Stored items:
══════════════════════════════

//! Annotated raster output.
//!
//! Draws the winning circle, a marker on its center, a crosshair on the
//! image center and a line connecting the two over a color copy of the
//! source image, then prints the caption in a shaded box in the top-left
//! corner. Strokes are rasterised by `tiny-skia` with anti-aliasing and
//! sub-pixel positioning; caption glyphs by `imageproc` with the
//! embedded DejaVu Sans Mono face.
//!
//! The canvas starts fully opaque, so the pixmap's premultiplied RGBA
//! equals straight RGBA and converts to an [`RgbaImage`] without an
//! un-premultiply pass.

use ab_glyph::FontRef;
use circlesweep_search::{Dimensions, GrayImage, Point, ScoredCandidate};
use image::{Rgba, RgbaImage};
use imageproc::drawing::{draw_text_mut, text_size};
use tiny_skia::{IntSize, LineCap, Paint, Path, PathBuilder, Pixmap, Rect, Stroke, Transform};

use crate::ExportError;

/// Colors and stroke sizes for [`annotate`]. Colors are straight RGBA.
#[derive(Debug, Clone, Copy, PartialEq)]
pub struct AnnotationStyle {
    /// Circle outline and circle-center marker.
    pub circle_color: [u8; 4],
    /// Image-center crosshair.
    pub crosshair_color: [u8; 4],
    /// Line from the image center to the circle center.
    pub line_color: [u8; 4],
    /// Stroke width in pixels.
    pub line_width: f32,
    /// Half-length of each crosshair arm in pixels.
    pub crosshair_size: f32,
    /// Caption glyphs.
    pub text_color: [u8; 4],
    /// Box behind the caption. Keep alpha below 255 to let the image
    /// show through.
    pub text_background: [u8; 4],
    /// Caption glyph height in pixels.
    pub text_size: f32,
}

impl AnnotationStyle {
    /// A style whose strokes scale with the image so they stay visible
    /// on large inputs.
    #[must_use]
    #[allow(clippy::cast_precision_loss)]
    pub fn for_dimensions(dimensions: Dimensions) -> Self {
        let short_side = dimensions.width.min(dimensions.height) as f32;
        Self {
            line_width: (short_side / 250.0).max(2.0),
            crosshair_size: (short_side / 20.0).max(10.0),
            text_size: (short_side / 30.0).max(12.0),
            ..Self::default()
        }
    }
}

impl Default for AnnotationStyle {
    fn default() -> Self {
        Self {
            circle_color: [0, 255, 0, 255],
            crosshair_color: [255, 0, 0, 255],
            line_color: [255, 255, 0, 255],
            line_width: 2.0,
            crosshair_size: 10.0,
            text_color: [255, 255, 255, 255],
            text_background: [0, 0, 0, 160],
            text_size: 14.0,
        }
    }
}

const CAPTION_FONT: &[u8] = include_bytes!("../assets/DejaVuSansMono.ttf");

/// Geometry of the top-left caption box.
struct CaptionLayout {
    padding: f32,
    line_height: f32,
    width: f32,
}

impl CaptionLayout {
    #[allow(clippy::cast_precision_loss)]
    fn measure(font: &FontRef<'_>, size: f32, lines: &[String]) -> Self {
        let widest = lines
            .iter()
            .map(|line| text_size(size, font, line).0)
            .max()
            .unwrap_or(0);
        let padding = (size / 3.0).round();
        Self {
            padding,
            line_height: size.ceil(),
            width: 2.0f32.mul_add(padding, widest as f32),
        }
    }

    #[allow(clippy::cast_precision_loss)]
    fn height(&self, lines: usize) -> f32 {
        (lines as f32).mul_add(self.line_height, 2.0 * self.padding)
    }
}

/// Render `candidate` over a color copy of `image`, with `caption`
/// printed one line per row in the top-left corner.
///
/// Lines that run past the right edge are clipped. An empty caption
/// draws no box.
///
/// # Errors
///
/// Returns [`ExportError::Style`] for a non-positive stroke width or
/// text size, [`ExportError::Canvas`] when the image has a zero
/// dimension, and [`ExportError::Font`] if the embedded face fails to
/// parse.
#[allow(clippy::cast_possible_truncation)]
pub fn annotate(
    image: &GrayImage,
    candidate: &ScoredCandidate,
    caption: &[String],
    style: &AnnotationStyle,
) -> Result<RgbaImage, ExportError> {
    if !(style.line_width.is_finite() && style.line_width > 0.0) {
        return Err(ExportError::Style(format!(
            "line width must be > 0 (got {})",
            style.line_width
        )));
    }
    if !(style.text_size.is_finite() && style.text_size > 0.0) {
        return Err(ExportError::Style(format!(
            "text size must be > 0 (got {})",
            style.text_size
        )));
    }
    let font = FontRef::try_from_slice(CAPTION_FONT)?;

    let (width, height) = image.dimensions();
    let canvas = || ExportError::Canvas { width, height };
    let size = IntSize::from_wh(width, height).ok_or_else(canvas)?;

    let data: Vec<u8> = image
        .pixels()
        .flat_map(|p| [p[0], p[0], p[0], u8::MAX])
        .collect();
    let mut pixmap = Pixmap::from_vec(data, size).ok_or_else(canvas)?;

    let stroke = Stroke {
        width: style.line_width,
        line_cap: LineCap::Round,
        ..Stroke::default()
    };
    let image_center = Dimensions { width, height }.center();
    let circle = candidate.circle;

    let mut draw = |path: Option<Path>, color: [u8; 4]| {
        if let Some(path) = path {
            pixmap.stroke_path(&path, &paint(color), &stroke, Transform::identity(), None);
        }
    };

    draw(
        PathBuilder::from_circle(
            circle.center.x as f32,
            circle.center.y as f32,
            circle.radius as f32,
        ),
        style.circle_color,
    );
    draw(segment(image_center, circle.center), style.line_color);
    draw(
        crosshair(circle.center, style.crosshair_size / 2.0),
        style.circle_color,
    );
    draw(
        crosshair(image_center, style.crosshair_size),
        style.crosshair_color,
    );

    let layout = CaptionLayout::measure(&font, style.text_size, caption);
    if !caption.is_empty()
        && let Some(rect) = Rect::from_xywh(0.0, 0.0, layout.width, layout.height(caption.len()))
    {
        pixmap.fill_rect(rect, &paint(style.text_background), Transform::identity(), None);
    }

    let mut out =
        RgbaImage::from_raw(width, height, pixmap.data().to_vec()).ok_or_else(canvas)?;
    let x = layout.padding as i32;
    let mut y = layout.padding;
    for line in caption {
        draw_text_mut(
            &mut out,
            Rgba(style.text_color),
            x,
            y as i32,
            style.text_size,
            &font,
            line,
        );
        y += layout.line_height;
    }
    Ok(out)
}

fn paint(color: [u8; 4]) -> Paint<'static> {
    let mut paint = Paint::default();
    let [r, g, b, a] = color;
    paint.set_color_rgba8(r, g, b, a);
    paint.anti_alias = true;
    paint
}

#[allow(clippy::cast_possible_truncation)]
fn segment(from: Point, to: Point) -> Option<Path> {
    let mut pb = PathBuilder::new();
    pb.move_to(from.x as f32, from.y as f32);
    pb.line_to(to.x as f32, to.y as f32);
    pb.finish()
}

#[allow(clippy::cast_possible_truncation)]
fn crosshair(at: Point, arm: f32) -> Option<Path> {
    let (x, y) = (at.x as f32, at.y as f32);
    let mut pb = PathBuilder::new();
    pb.move_to(x - arm, y);
    pb.line_to(x + arm, y);
    pb.move_to(x, y - arm);
    pb.line_to(x, y + arm);
    pb.finish()
}

#[cfg(test)]
#[allow(clippy::unwrap_used)]
mod tests {
    use circlesweep_search::{DetectedCircle, ParameterCombination};
    use image::Luma;

    use crate::caption_lines;

    use super::*;

    fn candidate(x: f64, y: f64, radius: f64) -> ScoredCandidate {
        ScoredCandidate {
            circle: DetectedCircle::new(Point::new(x, y), radius),
            parameters: ParameterCombination::new(100.0, 50.0),
            size_difference: 0.0,
            center_distance: 0.0,
            score: 0.0,
        }
    }

    #[test]
    fn output_matches_input_size() {
        let image = GrayImage::new(120, 80);
        let out = annotate(&image, &candidate(60.0, 40.0, 20.0), &[], &AnnotationStyle::default())
            .unwrap();
        assert_eq!(out.dimensions(), (120, 80));
    }

    #[test]
    fn draws_circle_and_crosshair() {
        let image = GrayImage::new(100, 100);
        let out = annotate(&image, &candidate(50.0, 50.0, 30.0), &[], &AnnotationStyle::default())
            .unwrap();

        // On the circle outline, right of center.
        let on_circle = out.get_pixel(80, 50);
        assert!(on_circle[1] > 200 && on_circle[0] < 60, "{on_circle:?}");

        // Image-center crosshair is drawn last.
        let at_center = out.get_pixel(50, 50);
        assert!(at_center[0] > 200 && at_center[1] < 60, "{at_center:?}");

        // Far corner untouched.
        assert_eq!(*out.get_pixel(2, 2), Rgba([0, 0, 0, 255]));
    }

    #[test]
    fn keeps_source_intensity() {
        let image = GrayImage::from_pixel(64, 64, Luma([128]));
        let out = annotate(&image, &candidate(32.0, 32.0, 10.0), &[], &AnnotationStyle::default())
            .unwrap();
        assert_eq!(*out.get_pixel(1, 62), Rgba([128, 128, 128, 255]));
    }

    #[test]
    fn connecting_line_reaches_off_center_circle() {
        let image = GrayImage::new(100, 100);
        let out = annotate(&image, &candidate(80.0, 50.0, 10.0), &[], &AnnotationStyle::default())
            .unwrap();
        // Between the two crosshairs on the connecting line.
        let on_line = out.get_pixel(65, 50);
        assert!(on_line[0] > 200 && on_line[1] > 200 && on_line[2] < 60, "{on_line:?}");
    }

    #[test]
    fn degenerate_circle_still_renders() {
        let image = GrayImage::new(40, 40);
        let out = annotate(&image, &candidate(20.0, 20.0, 0.0), &[], &AnnotationStyle::default());
        assert!(out.is_ok());
    }

    #[test]
    fn empty_image_is_an_error() {
        let result = annotate(
            &GrayImage::new(0, 10),
            &candidate(0.0, 0.0, 1.0),
            &[],
            &AnnotationStyle::default(),
        );
        assert!(matches!(result, Err(ExportError::Canvas { .. })));
    }

    #[test]
    fn zero_line_width_is_rejected() {
        let style = AnnotationStyle {
            line_width: 0.0,
            ..AnnotationStyle::default()
        };
        let result = annotate(&GrayImage::new(10, 10), &candidate(5.0, 5.0, 2.0), &[], &style);
        assert!(matches!(result, Err(ExportError::Style(_))));
    }

    #[test]
    fn zero_text_size_is_rejected() {
        let style = AnnotationStyle {
            text_size: 0.0,
            ..AnnotationStyle::default()
        };
        let result = annotate(&GrayImage::new(10, 10), &candidate(5.0, 5.0, 2.0), &[], &style);
        assert!(matches!(result, Err(ExportError::Style(ref m)) if m.contains("text size")));
    }

    #[test]
    fn caption_is_printed_on_the_image() {
        let image = GrayImage::from_pixel(300, 200, Luma([128]));
        let winner = candidate(200.0, 120.0, 30.0);
        let caption = caption_lines(&winner, 60.0);
        let out = annotate(&image, &winner, &caption, &AnnotationStyle::default()).unwrap();

        // Shaded box in the corner.
        let background = out.get_pixel(1, 1)[0];
        assert!(background < 100, "{background}");

        // Glyphs of the first line stand out from the box.
        let brightest = (0..150)
            .flat_map(|x| (0..20).map(move |y| (x, y)))
            .map(|(x, y)| out.get_pixel(x, y)[0])
            .max()
            .unwrap();
        assert!(brightest > background + 80, "{brightest} vs {background}");

        // Below the caption and away from the drawing, the source shows.
        assert_eq!(*out.get_pixel(295, 190), Rgba([128, 128, 128, 255]));
    }

    #[test]
    fn caption_differs_between_candidates() {
        let image = GrayImage::from_pixel(300, 200, Luma([128]));
        let render = |canny: f64| {
            let mut winner = candidate(150.0, 100.0, 30.0);
            winner.parameters = ParameterCombination::new(canny, 50.0);
            let caption = caption_lines(&winner, 60.0);
            annotate(&image, &winner, &caption, &AnnotationStyle::default()).unwrap()
        };
        assert_ne!(render(90.0), render(110.0));
    }

    #[test]
    fn empty_caption_draws_no_box() {
        let image = GrayImage::from_pixel(100, 100, Luma([128]));
        let out = annotate(&image, &candidate(50.0, 50.0, 30.0), &[], &AnnotationStyle::default())
            .unwrap();
        assert_eq!(*out.get_pixel(1, 1), Rgba([128, 128, 128, 255]));
    }

    #[test]
    fn style_scales_with_image() {
        let small = AnnotationStyle::for_dimensions(Dimensions {
            width: 100,
            height: 100,
        });
        let large = AnnotationStyle::for_dimensions(Dimensions {
            width: 4000,
            height: 3000,
        });
        assert!((small.line_width - 2.0).abs() < f32::EPSILON);
        assert!(large.line_width > small.line_width);
        assert!(large.crosshair_size > small.crosshair_size);
    }
}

══════════════════════════════

> [BRIEF] Extract exactly the leading lines of the data, stopping at and including the line with "equals straight RGBA".

> [RESPONSE TO THIS TASK]
//! Annotated raster output.
//!
//! Draws the winning circle, a marker on its center, a crosshair on the
//! image center and a line connecting the two over a color copy of the
//! source image, then prints the caption in a shaded box in the top-left
//! corner. Strokes are rasterised by `tiny-skia` with anti-aliasing and
//! sub-pixel positioning; caption glyphs by `imageproc` with the
//! embedded DejaVu Sans Mono face.
//!
//! The canvas starts fully opaque, so the pixmap's premultiplied RGBA
//! equals straight RGBA and converts to an [`RgbaImage`] without an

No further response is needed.